CAUSES OF OPIOID ADDICTION
The general term of addiction can refer to a dependence on any number of substances. However, opioid specific addiction refers to a reliance on opioids including morphine, heroin, codeine, methadone, and oxycodone [Oxycontin (TM)]1.
Heroine is a unique opioid in that it is not a prescription drug like most other opioids. Although it is possible, it is rare to find someone who begins using heroine without ever trying a prescription opioid such as morphine or oxycodone. Most heroin addicts become so when opioids become more difficult to obtain, whether this is due to rising costs or declining access. Heroine produces the same response in the brain, but is much cheaper and easily accessible on the street. However, because it is on the streets it is not regulated; many deaths due to heroine are because it is laced with something else, or the needles used to administer it are not sanitary.
Regardless of which opioid, though, the physiological cause of addiction remains the same. Opioids, after being consumed, will travel through the blood brain barrier to attach to the mu opioid receptors on neurons. This connection causes the release of “feel-good” chemicals in the brain which result in an unnatural euphoria. This release of chemicals will combat pain, but the pleasure makes the drugs highly addictive, as users seek to replicate the feeling of pleasure, or the”high”.

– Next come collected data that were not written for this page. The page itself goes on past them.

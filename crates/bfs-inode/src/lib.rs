#![forbid(unsafe_code)]
//! Inode table management.
//!
//! Typed inode records with indirect-block mapping, a write-through
//! in-memory table, allocation, the dual link/ref counting scheme that
//! controls inode lifetime, the per-inode read/write lock protocol, and
//! byte-level read/write/truncate/copy.

use bfs_alloc::BlockAllocator;
use bfs_block::PageCache;
use bfs_error::{BfsError, Result};
use bfs_ondisk::{DirEntry, InodeKind, InodeRecord};
use bfs_types::{
    DIR_ENTRY_LEN, Geometry, INODE_RECORD_LEN, InodeIndex, MAX_FILE_SIZE, PAGE_SIZE,
    PTRS_PER_PAGE, PageIndex, now_millis, read_be_u32,
};
use parking_lot::Mutex;
use std::collections::HashMap;
use std::sync::Arc;
use tracing::{debug, trace};

/// One live inode: the persisted record plus runtime-only state.
///
/// `refs`, `write_locked`, and `read_locks` are never written to disk.
#[derive(Debug, Clone)]
pub struct Inode {
    pub kind: InodeKind,
    pub link: i32,
    pub size: i32,
    pub meta_page: PageIndex,
    pub created_at: i64,
    pub modified_at: i64,
    pub refs: u32,
    pub write_locked: bool,
    pub read_locks: u32,
}

impl Inode {
    fn from_record(record: InodeRecord) -> Self {
        Self {
            kind: record.kind,
            link: record.link,
            size: record.size,
            meta_page: record.meta_page,
            created_at: record.created_at,
            modified_at: record.modified_at,
            refs: 0,
            write_locked: false,
            read_locks: 0,
        }
    }

    #[must_use]
    pub fn record(&self) -> InodeRecord {
        InodeRecord {
            kind: self.kind,
            link: self.link,
            size: self.size,
            meta_page: self.meta_page,
            created_at: self.created_at,
            modified_at: self.modified_at,
        }
    }

    #[must_use]
    pub fn size(&self) -> u64 {
        u64::try_from(self.size).unwrap_or(0)
    }
}

type Table = HashMap<InodeIndex, Inode>;

/// The inode table: in-memory cache over the on-disk table region.
///
/// The map is populated lazily on first access and written through on every
/// mutation of persisted fields, so `modified_at` and `size` are visible to
/// subsequent opens before a mutating operation returns.
#[derive(Debug)]
pub struct InodeTable {
    cache: Arc<PageCache>,
    blocks: Arc<BlockAllocator>,
    geometry: Geometry,
    state: Mutex<Table>,
}
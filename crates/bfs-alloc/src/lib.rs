#![forbid(unsafe_code)]
//! Data-block allocation over the bitmap page.
//!
//! One bit per data block, LSB-first within each byte: bit `n` set means
//! block `first_data_block + n` is allocated.

use bfs_block::PageCache;
use bfs_error::{BfsError, Result};
use bfs_types::{Geometry, PageIndex};
use parking_lot::Mutex;
use std::sync::Arc;
use tracing::trace;

// ── Bitmap operations ───────────────────────────────────────────────────────

/// Get bit `idx` from a bitmap byte slice.
#[must_use]
pub fn bitmap_get(bitmap: &[u8], idx: u32) -> bool {
    let byte_idx = (idx / 8) as usize;
    let bit_idx = idx % 8;
    if byte_idx >= bitmap.len() {
        return false;
    }
    (bitmap[byte_idx] >> bit_idx) & 1 == 1
}

/// Set bit `idx` in a bitmap byte slice.
pub fn bitmap_set(bitmap: &mut [u8], idx: u32) {
    let byte_idx = (idx / 8) as usize;
    let bit_idx = idx % 8;
    if byte_idx < bitmap.len() {
        bitmap[byte_idx] |= 1 << bit_idx;
    }
}

/// Clear bit `idx` in a bitmap byte slice.
pub fn bitmap_clear(bitmap: &mut [u8], idx: u32) {
    let byte_idx = (idx / 8) as usize;
    let bit_idx = idx % 8;
    if byte_idx < bitmap.len() {
        bitmap[byte_idx] &= !(1 << bit_idx);
    }
}

/// Count free (zero) bits in the first `count` bits of `bitmap`.
#[must_use]
pub fn bitmap_count_free(bitmap: &[u8], count: u32) -> u32 {
    let full_bytes = (count / 8) as usize;
    let remainder = count % 8;
    let mut free = 0u32;

    for &byte in bitmap.iter().take(full_bytes) {
        free += byte.count_zeros();
    }

    if remainder > 0 && full_bytes < bitmap.len() {
        let byte = bitmap[full_bytes];
        for bit in 0..remainder {
            if (byte >> bit) & 1 == 0 {
                free += 1;
            }
        }
    }

    free
}

/// Find the first free (zero) bit in the first `count` bits of `bitmap`.
#[must_use]
pub fn bitmap_find_free(bitmap: &[u8], count: u32) -> Option<u32> {
    (0..count).find(|&idx| !bitmap_get(bitmap, idx))
}

// ── Block allocator ─────────────────────────────────────────────────────────

/// First-fit allocator over the container's data region.
///
/// All state transitions are mutually exclusive; the bitmap page itself is
/// reached through the page cache.
#[derive(Debug)]
pub struct BlockAllocator {
    cache: Arc<PageCache>,
    bitmap_page: PageIndex,
    first_data_block: PageIndex,
    capacity: u32,
    lock: Mutex<()>,
}

impl BlockAllocator {
    #[must_use]
    pub fn new(cache: Arc<PageCache>, geometry: &Geometry) -> Self {
        Self {
            cache,
            bitmap_page: geometry.bitmap_page(),
            first_data_block: geometry.first_data_block(),
            capacity: geometry.max_data_blocks(),
            lock: Mutex::new(()),
        }
    }

    /// Total data blocks this allocator manages.
    #[must_use]
    pub fn capacity(&self) -> u32 {
        self.capacity
    }

    /// Allocate the lowest free data block and zero it.
    ///
    /// Fails with `NoSpace` when every bit is set.
    pub fn allocate(&self) -> Result<PageIndex> {
        let _guard = self.lock.lock();
        let capacity = self.capacity;
        let idx = self.cache.with_page(self.bitmap_page, |bitmap| {
            match bitmap_find_free(bitmap, capacity) {
                Some(idx) => {
                    bitmap_set(bitmap, idx);
                    Ok(idx)
                }
                None => Err(BfsError::NoSpace),
            }
        })?;

        let block = PageIndex(self.first_data_block.0 + idx);
        self.cache.zero_page(block)?;
        trace!(event = "block_alloc", block = block.0);
        Ok(block)
    }

    /// Free a data block. Idempotent at the bit level.
    pub fn free(&self, block: PageIndex) -> Result<()> {
        let idx = self.bit_index(block)?;
        let _guard = self.lock.lock();
        self.cache.with_page(self.bitmap_page, |bitmap| {
            bitmap_clear(bitmap, idx);
            Ok(())
        })?;
        trace!(event = "block_free", block = block.0);
        Ok(())
    }

    /// Whether `block` is currently marked allocated.
    pub fn is_allocated(&self, block: PageIndex) -> Result<bool> {
        let idx = self.bit_index(block)?;
        let _guard = self.lock.lock();
        self.cache
            .with_page(self.bitmap_page, |bitmap| Ok(bitmap_get(bitmap, idx)))
    }

    /// Number of free data blocks.
    pub fn free_count(&self) -> Result<u32> {
        let capacity = self.capacity;
        let _guard = self.lock.lock();
        self.cache
            .with_page(self.bitmap_page, |bitmap| Ok(bitmap_count_free(bitmap, capacity)))
    }

    fn bit_index(&self, block: PageIndex) -> Result<u32> {
        let idx = block
            .0
            .checked_sub(self.first_data_block.0)
            .filter(|&idx| idx < self.capacity);
        idx.ok_or_else(|| {
            BfsError::InvalidArgument(format!(
                "block {} is outside the data region",
                block.0
            ))
        })
    }
}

Brain abnormalities are caused by the repeated overuse of opioids, as the brain becomes used to higher and higher levels of the pleasurable chemicals. The user can no longer experience pleasure without the aid of these drugs. With abusers, after one or two weeks off of opioids these abnormalities will disappear. However, with addicts, these abnormalities remain for their whole lifetime, due in part to genetic predisposition and environmental factors like social conditioning. Addicts will crave opioids for the rest of their lives, no matter how long they are clean.